Forum Moderators: goodroi
Just a few days ago, I noticed 16Mb being downloaded in about 20 minutes, the user agent was RPT-HTTPClient/0.3-3
There wasn't much information about this agent, but I did find something at:
snipped
which mentioned the behaviour of the agent to be 'naughty'. Does anyone know what this means. Is the sipder more of a web downloader or web grabber, and should be banned anyway?
If I ban the agent in robots.txt, there is no guarantee that the agent will follow the rules, is there? That is, I cannot force exclusion that way, but maybe in .htaccess?
Also, another "strange" agent, the web logs as follows:
66.147.154.3 - - [08/Mar/2004:22:06:57 -0500] "GET /robots.txt HTTP/1.0" 200 54 "-" "http://www.almaden.ibm.com/cs/crawler [c01]"
66.147.154.3 - - [08/Mar/2004:22:07:04 -0500] "GET /index.html HTTP/1.0" 404 - "-" "http://www.almaden.ibm.com/cs/crawler [c01]"
66.147.154.3 - - [08/Mar/2004:22:07:15 -0500] "GET /_cmdlogin?login=guest&version=enterprise HTTP/1.0" 404 - "-" "http://www.almaden.ibm.com/cs/crawler [c01]"
66.147.154.3 - - [08/Mar/2004:22:07:26 -0500] "GET /se/ HTTP/1.0" 404 - "-" "http://www.almaden.ibm.com/cs/crawler [c01]"
I did do some searching on this site, and it appears the above IP/site was indicated as something that should be banned. I can use .htaccess to ban IP addresses, but it would make more sense to ban the agent's I do not approve of, wouldn't it?
I can put an array of banned agents in a PHP file also, that is always executed from every page, but that may place a bit more load on the server, and possibly affect response time, I don't know.

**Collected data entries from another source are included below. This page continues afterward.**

pub use sea_orm_migration::prelude::*;

mod m20250801_000001_create_price_points;
mod m20250801_000002_create_collection_jobs;
mod m20250802_000001_add_price_points_indexes;

pub struct Migrator;

#[async_trait::async_trait]
impl MigratorTrait for Migrator {
    fn migrations() -> Vec<Box<dyn MigrationTrait>> {
        vec![
            Box::new(m20250801_000001_create_price_points::Migration),
            Box::new(m20250801_000002_create_collection_jobs::Migration),
            Box::new(m20250802_000001_add_price_points_indexes::Migration),
        ]
    }
}
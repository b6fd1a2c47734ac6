use sea_orm_migration::prelude::*;

#[derive(DeriveMigrationName)]
pub struct Migration;

#[async_trait::async_trait]
impl MigrationTrait for Migration {
    async fn up(&self, manager: &SchemaManager) -> Result<(), DbErr> {
        manager
            .create_table(
                Table::create()
                    .table(PricePoints::Table)
                    .if_not_exists()
                    .col(
                        ColumnDef::new(PricePoints::Id)
                            .big_integer()
                            .not_null()
                            .auto_increment()
                            .primary_key(),
                    )
                    .col(ColumnDef::new(PricePoints::Token).string().not_null())
                    .col(ColumnDef::new(PricePoints::Network).string().not_null())
                    .col(
                        ColumnDef::new(PricePoints::Timestamp)
                            .big_integer()
                            .not_null(),
                    )
                    .col(
                        ColumnDef::new(PricePoints::Price)
                            .decimal_len(78, 18)
                            .not_null(),
                    )
                    .col(
                        ColumnDef::new(PricePoints::Volume)
                            .decimal_len(78, 18)
                            .null(),
                    )
                    .col(
                        ColumnDef::new(PricePoints::MarketCap)
                            .decimal_len(78, 18)
                            .null(),
                    )
                    .col(ColumnDef::new(PricePoints::Source).string().not_null())
                    .col(
                        ColumnDef::new(PricePoints::Confidence)
                            .double()
                            .not_null()
                            .default(1.0),
                    )
                    .col(ColumnDef::new(PricePoints::Metadata).json().null())
                    .col(
                        ColumnDef::new(PricePoints::CreatedAt)
                            .timestamp()
                            .default(SimpleExpr::Keyword(Keyword::CurrentTimestamp)),
                    )
                    .to_owned(),
            )
            .await?;

        // Unique constraint: one price per token/network/timestamp
        manager
            .create_index(
                Index::create()
                    .name("idx_price_points_unique")
                    .table(PricePoints::Table)
                    .col(PricePoints::Token)
                    .col(PricePoints::Network)
                    .col(PricePoints::Timestamp)
                    .unique()
                    .to_owned(),
            )
            .await?;

        Ok(())
    }

    async fn down(&self, manager: &SchemaManager) -> Result<(), DbErr> {
        manager
            .drop_table(Table::drop().table(PricePoints::Table).to_owned())
            .await
    }
}

#[derive(DeriveIden)]
enum PricePoints {
    Table,
    Id,
    Token,
    Network,
    Timestamp,
    Price,
    Volume,
    MarketCap,
    Source,
    Confidence,
    Metadata,
    CreatedAt,
}
//! Tavily search API client.

use std::time::Duration;

use async_trait::async_trait;
use reqwest::Client;
use serde::{Deserialize, Serialize};
use tracing::{debug, instrument, warn};
use trendsmith_config::SearchConfig;

use crate::error::SearchError;
use crate::provider::{SearchHit, SearchProvider};

pub struct TavilyClient {
  client: Client,
  endpoint: String,
  api_key: Option<String>,
  max_results: usize,
}

impl TavilyClient {
  pub fn new(
    endpoint: impl Into<String>,
    max_results: usize,
    timeout: Duration,
  ) -> Result<Self, SearchError> {
    let client = Client::builder()
      .timeout(timeout)
      .build()
      .map_err(|e| SearchError::Request(e.to_string()))?;
    Ok(Self {
      client,
      endpoint: endpoint.into(),
      api_key: None,
      max_results,
    })
  }

  /// Build from configuration, reading the key from `api_key_env`.
  pub fn from_config(config: &SearchConfig) -> Result<Self, SearchError> {
    let client = Self::new(
      config.endpoint.clone(),
      config.max_results,
      Duration::from_millis(config.timeout_ms),
    )?;
    Ok(match std::env::var(&config.api_key_env) {
      Ok(key) if !key.is_empty() => client.with_api_key(key),
      _ => client,
    })
  }

  pub fn with_api_key(mut self, key: impl Into<String>) -> Self {
    self.api_key = Some(key.into());
    self
  }
}

#[derive(Serialize)]
struct TavilyRequest<'a> {
  api_key: &'a str,
  query: &'a str,
  max_results: usize,
}

#[derive(Deserialize)]
struct TavilyResponse {
  results: Vec<TavilyResult>,
}

#[derive(Deserialize)]
struct TavilyResult {
  #[serde(default)]
  title: String,
  #[serde(default)]
  url: String,
  #[serde(default)]
  content: String,
}

/// Convert a Tavily response body into hits, dropping entries without a url.
pub fn parse_tavily_response(body: &str) -> Result<Vec<SearchHit>, SearchError> {
  let response: TavilyResponse =
    serde_json::from_str(body).map_err(|e| SearchError::Malformed(e.to_string()))?;

  Ok(
    response
      .results
      .into_iter()
      .filter(|r| !r.url.trim().is_empty())
      .map(|r| SearchHit::new(r.title.trim(), r.content.trim(), r.url.trim()))
      .collect(),
  )
}

#[async_trait]
impl SearchProvider for TavilyClient {
  #[instrument(skip(self), fields(max_results = self.max_results))]
  async fn search(&self, query: &str) -> Result<Vec<SearchHit>, SearchError> {
    let Some(api_key) = &self.api_key else {
      return Err(SearchError::Auth("no search api key configured".to_string()));
    };

    let response = self
      .client
      .post(&self.endpoint)
      .json(&TavilyRequest {
        api_key,
        query,
        max_results: self.max_results,
      })
      .send()
      .await
      .map_err(|e| {
        if e.is_timeout() {
          SearchError::Timeout
        } else {
          SearchError::Request(e.to_string())
        }
      })?;

    let status = response.status();
    let text = response.text().await.map_err(|e| {
      if e.is_timeout() {
        SearchError::Timeout
      } else {
        SearchError::Malformed(e.to_string())
      }
    })?;

    if !status.is_success() {
      warn!(status = status.as_u16(), "search_request_failed");
      return Err(match status.as_u16() {
        401 | 403 => SearchError::Auth(text),
        429 | 432 | 433 => SearchError::Quota(text),
        other => SearchError::Request(format!("{}: {}", other, text)),
      });
    }

    let hits = parse_tavily_response(&text)?;
    debug!(hits = hits.len(), "search_completed");
    Ok(hits)
  }
}
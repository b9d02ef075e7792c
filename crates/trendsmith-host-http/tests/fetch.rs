use std::time::Duration;

use trendsmith_host_http::{BlockingFetcher, HttpError, HttpFetcher, HttpPolicy, PageFetcher};
use url::Url;
use wiremock::matchers::{method, path};
use wiremock::{Mock, MockServer, ResponseTemplate};

fn local_policy() -> HttpPolicy {
  HttpPolicy::single_host("127.0.0.1")
    .allow_private()
    .with_timeout(Duration::from_secs(5))
}

fn url(server: &MockServer, route: &str) -> Url {
  Url::parse(&format!("{}{}", server.uri(), route)).unwrap()
}

#[tokio::test]
async fn fetches_html_page() {
  let server = MockServer::start().await;
  Mock::given(method("GET"))
    .and(path("/x"))
    .respond_with(
      ResponseTemplate::new(200).set_body_raw("<html><body><h1>X</h1></body></html>", "text/html"),
    )
    .mount(&server)
    .await;

  let fetcher = HttpFetcher::new(local_policy()).unwrap();
  let page = fetcher.fetch(&url(&server, "/x")).await.unwrap();

  assert_eq!(page.status, 200);
  assert!(page.is_html());
  assert!(page.body.contains("<h1>X</h1>"));
  assert!(!page.truncated);
}

#[tokio::test]
async fn non_success_status_is_an_error() {
  let server = MockServer::start().await;
  Mock::given(path("/missing"))
    .respond_with(ResponseTemplate::new(404))
    .mount(&server)
    .await;

  let fetcher = HttpFetcher::new(local_policy()).unwrap();
  let err = fetcher.fetch(&url(&server, "/missing")).await.unwrap_err();
  assert!(matches!(err, HttpError::Status { status: 404, .. }));
}

#[tokio::test]
async fn body_is_capped() {
  let server = MockServer::start().await;
  Mock::given(path("/big"))
    .respond_with(ResponseTemplate::new(200).set_body_raw("a".repeat(10_000), "text/html"))
    .mount(&server)
    .await;

  let fetcher = HttpFetcher::new(local_policy().with_max_response_bytes(100)).unwrap();
  let page = fetcher.fetch(&url(&server, "/big")).await.unwrap();
  assert_eq!(page.body.len(), 100);
  assert!(page.truncated);
}

#[tokio::test]
async fn slow_response_times_out() {
  let server = MockServer::start().await;
  Mock::given(path("/slow"))
    .respond_with(ResponseTemplate::new(200).set_delay(Duration::from_secs(2)))
    .mount(&server)
    .await;

  let fetcher =
    HttpFetcher::new(local_policy().with_timeout(Duration::from_millis(200))).unwrap();
  let err = fetcher.fetch(&url(&server, "/slow")).await.unwrap_err();
  assert!(matches!(err, HttpError::Timeout { .. }));
}

#[tokio::test]
async fn private_target_is_blocked_by_default() {
  let server = MockServer::start().await;
  let fetcher = HttpFetcher::new(HttpPolicy::default()).unwrap();
  let err = fetcher.fetch(&url(&server, "/")).await.unwrap_err();
  assert!(matches!(err, HttpError::Blocked { .. }));
}

#[tokio::test]
async fn redirect_to_disallowed_host_is_refused() {
  let server = MockServer::start().await;
  Mock::given(path("/hop"))
    .respond_with(
      ResponseTemplate::new(302).insert_header("location", "http://169.254.169.254/latest"),
    )
    .mount(&server)
    .await;

  let fetcher = HttpFetcher::new(local_policy()).unwrap();
  assert!(fetcher.fetch(&url(&server, "/hop")).await.is_err());
}

#[tokio::test(flavor = "multi_thread")]
async fn blocking_fetcher_works_off_runtime() {
  let server = MockServer::start().await;
  Mock::given(path("/data"))
    .respond_with(ResponseTemplate::new(200).set_body_raw("{\"ok\":true}", "application/json"))
    .mount(&server)
    .await;

  let target = format!("{}/data", server.uri());
  let worker = std::thread::spawn(move || {
    let fetcher = BlockingFetcher::new(local_policy()).unwrap();
    let page = fetcher.get(&target).unwrap();
    let refused = fetcher.get("http://example.org/").is_err();
    (page.body, refused)
  });
  let (body, refused) = tokio::task::spawn_blocking(move || worker.join().unwrap())
    .await
    .unwrap();

  assert_eq!(body, "{\"ok\":true}");
  assert!(refused);
}

#[tokio::test(flavor = "multi_thread")]
async fn blocking_fetcher_honours_per_request_budget() {
  let server = MockServer::start().await;
  Mock::given(path("/slow"))
    .respond_with(ResponseTemplate::new(200).set_delay(Duration::from_secs(2)))
    .mount(&server)
    .await;

  let target = format!("{}/slow", server.uri());
  let worker = std::thread::spawn(move || {
    let fetcher = BlockingFetcher::new(local_policy()).unwrap();
    let started = std::time::Instant::now();
    let err = fetcher
      .get_within(&target, Duration::from_millis(150))
      .unwrap_err();
    (err, started.elapsed())
  });
  let (err, elapsed) = tokio::task::spawn_blocking(move || worker.join().unwrap())
    .await
    .unwrap();

  assert!(matches!(err, HttpError::Timeout { .. }), "{:?}", err);
  assert!(elapsed < Duration::from_secs(1), "took {:?}", elapsed);
}
use thiserror::Error;

/// Errors returned by the HTTP capability.
#[derive(Debug, Error)]
pub enum HttpError {
  /// The URL could not be parsed or uses an unsupported scheme.
  #[error("invalid url '{url}': {message}")]
  InvalidUrl { url: String, message: String },

  /// The policy refused the request before it was sent.
  #[error("request to '{url}' blocked: {reason}")]
  Blocked { url: String, reason: String },

  /// The request did not complete within the configured timeout.
  #[error("request to '{url}' timed out")]
  Timeout { url: String },

  /// The server answered with a non-success status.
  #[error("request to '{url}' returned status {status}")]
  Status { url: String, status: u16 },

  /// Connection, TLS, redirect or body read failure.
  #[error("request to '{url}' failed: {message}")]
  Transport { url: String, message: String },

  /// The client itself could not be constructed.
  #[error("http client error: {0}")]
  Client(String),
}

impl HttpError {
  pub fn invalid_url(url: impl Into<String>, message: impl Into<String>) -> Self {
    Self::InvalidUrl {
      url: url.into(),
      message: message.into(),
    }
  }

  pub fn blocked(url: impl Into<String>, reason: impl Into<String>) -> Self {
    Self::Blocked {
      url: url.into(),
      reason: reason.into(),
    }
  }

  pub fn transport(url: impl Into<String>, message: impl Into<String>) -> Self {
    Self::Transport {
      url: url.into(),
      message: message.into(),
    }
  }

  /// Map a reqwest error, keeping timeouts distinguishable.
  pub(crate) fn from_reqwest(url: &str, err: reqwest::Error) -> Self {
    if err.is_timeout() {
      Self::Timeout {
        url: url.to_string(),
      }
    } else if let Some(status) = err.status() {
      Self::Status {
        url: url.to_string(),
        status: status.as_u16(),
      }
    } else {
      Self::transport(url, err.to_string())
    }
  }
}
use std::sync::Arc;

use tracing::{info, instrument, warn};
use trendsmith_analyzer::StructureDescriptor;
use trendsmith_config::{SandboxPolicy, SynthesisConfig};
use trendsmith_host_generate::{GenerationConstraints, TextGenerator};
use trendsmith_sandbox::CodeCandidate;

use crate::check::check;
use crate::error::SynthesisFailure;
use crate::prompt::{self, SYSTEM_PROMPT, extract_code};

/// Turns a structure descriptor into a statically vetted Lua candidate.
pub struct Synthesizer {
  generator: Arc<dyn TextGenerator>,
  policy: Arc<SandboxPolicy>,
  config: SynthesisConfig,
}

impl Synthesizer {
  pub fn new(
    generator: Arc<dyn TextGenerator>,
    policy: Arc<SandboxPolicy>,
    config: SynthesisConfig,
  ) -> Self {
    Self {
      generator,
      policy,
      config,
    }
  }

  /// Generate a candidate for `target_fields`.
  ///
  /// `attempt_hint` carries feedback from an earlier failure (for example a
  /// sandbox diagnostic). A candidate rejected by the static check is
  /// regenerated with the rejection reasons, up to
  /// `max_policy_regenerations` extra times. Generation errors end the call.
  #[instrument(skip_all, fields(url = %descriptor.url, field_count = target_fields.len()))]
  pub async fn synthesize(
    &self,
    descriptor: &StructureDescriptor,
    target_fields: &[String],
    attempt_hint: Option<&str>,
  ) -> Result<CodeCandidate, SynthesisFailure> {
    let constraints = GenerationConstraints::new(self.config.max_tokens, self.config.temperature)
      .with_system(SYSTEM_PROMPT);
    let attempts = self.config.max_policy_regenerations + 1;

    let mut hint = attempt_hint.map(str::to_string);
    let mut reasons = Vec::new();

    for attempt in 1..=attempts {
      let prompt = prompt::render(descriptor, target_fields, &self.policy, hint.as_deref())?;
      let reply = self.generator.generate(&prompt, &constraints).await?;
      let source = extract_code(&reply);

      match check(&source, &self.policy) {
        Ok(()) => {
          info!(attempt, source_bytes = source.len(), "candidate_accepted");
          return Ok(CodeCandidate::lua(source));
        }
        Err(rejected) => {
          warn!(attempt, reasons = ?rejected, "candidate_rejected");
          hint = Some(format!(
            "The static check rejected the program: {}.",
            rejected.join("; ")
          ));
          reasons = rejected;
        }
      }
    }

    Err(SynthesisFailure::PolicyViolation { reasons, attempts })
  }
}
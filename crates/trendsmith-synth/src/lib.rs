//! Trendsmith Code Synthesizer
//!
//! Asks the text generation capability for a Lua extractor that fits a
//! [`StructureDescriptor`](trendsmith_analyzer::StructureDescriptor), then
//! runs the static allow-list [`check`] before the candidate may reach the
//! sandbox. Rejected candidates are regenerated with the rejection reasons as
//! extra instruction.
//!
//! The check is a filter, not the boundary. The sandbox enforces the same
//! allow-list at runtime.

mod check;
mod error;
mod prompt;
mod synthesizer;

pub use check::{MAX_SOURCE_BYTES, check};
pub use error::SynthesisFailure;
pub use prompt::extract_code;
pub use synthesizer::Synthesizer;
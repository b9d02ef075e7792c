use thiserror::Error;

#[derive(Debug, Error)]
pub enum WorkflowError {
  #[error("graph has no nodes")]
  EmptyGraph,

  #[error("duplicate node name: {0}")]
  DuplicateNode(String),

  #[error("entry node not found: {0}")]
  UnknownEntry(String),

  #[error("edge references unknown node: from={from}, to={to}")]
  InvalidEdge { from: String, to: String },

  #[error("node '{0}' refreshes through itself")]
  SelfRefresh(String),

  #[error("declared predecessors of '{node}' do not match its edges: declared {declared:?}, actual {actual:?}")]
  PredecessorMismatch {
    node: String,
    declared: Vec<String>,
    actual: Vec<String>,
  },

  #[error("graph contains a cycle through node '{0}'")]
  Cycle(String),

  #[error("node '{0}' is unreachable from the entry node")]
  Unreachable(String),

  #[error("invalid topic: {0}")]
  InvalidTopic(String),
}
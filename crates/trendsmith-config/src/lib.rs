//! Trendsmith Config
//!
//! This crate contains the serializable configuration types for trendsmith.
//! These types describe a pipeline before the engine validates and runs it.
//!
//! Configuration can be loaded from:
//! - JSON files (via CLI with `--config=pipeline.json`)
//! - Built-in defaults (every section has one)
//!
//! The engine takes the [`GraphDef`] from here, validates it into a runtime
//! graph, and threads the [`SandboxPolicy`] read-only through every run.

mod error;
mod graph;
mod pipeline;
mod sandbox;

pub use error::ConfigError;
pub use graph::{GraphDef, NodeDescriptor};
pub use pipeline::{
  AggregationConfig, AnalyzerConfig, EngineSettings, GenerationConfig, PipelineConfig,
  SearchConfig, SynthesisConfig, WriterConfig,
};
pub use sandbox::{Capability, SandboxPolicy};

Is there a "definitive" list of user agents that are banned please?
Thanks,
Peter
[edited by: DaveAtIFG at 4:12 am (utc) on Mar. 16, 2004]
[edit reason] Removed URL [/edit]
Btw, aren't we allowed to post URL's that are not 'webmasterworld' ones?I wish you hadn't asked that! :) We're going way off topic and the answer isn't simple but...
First, review the TOS [webmasterworld.com], items 13, 20, and 25. Here are a few threads that discuss the issue.
[webmasterworld.com...]
[webmasterworld.com...]
Unfortunately there are no "hard and fast rules" that apply every time... except "Don't post URLs" and that's unrealistic. It basically comes down to a judgment call for each case.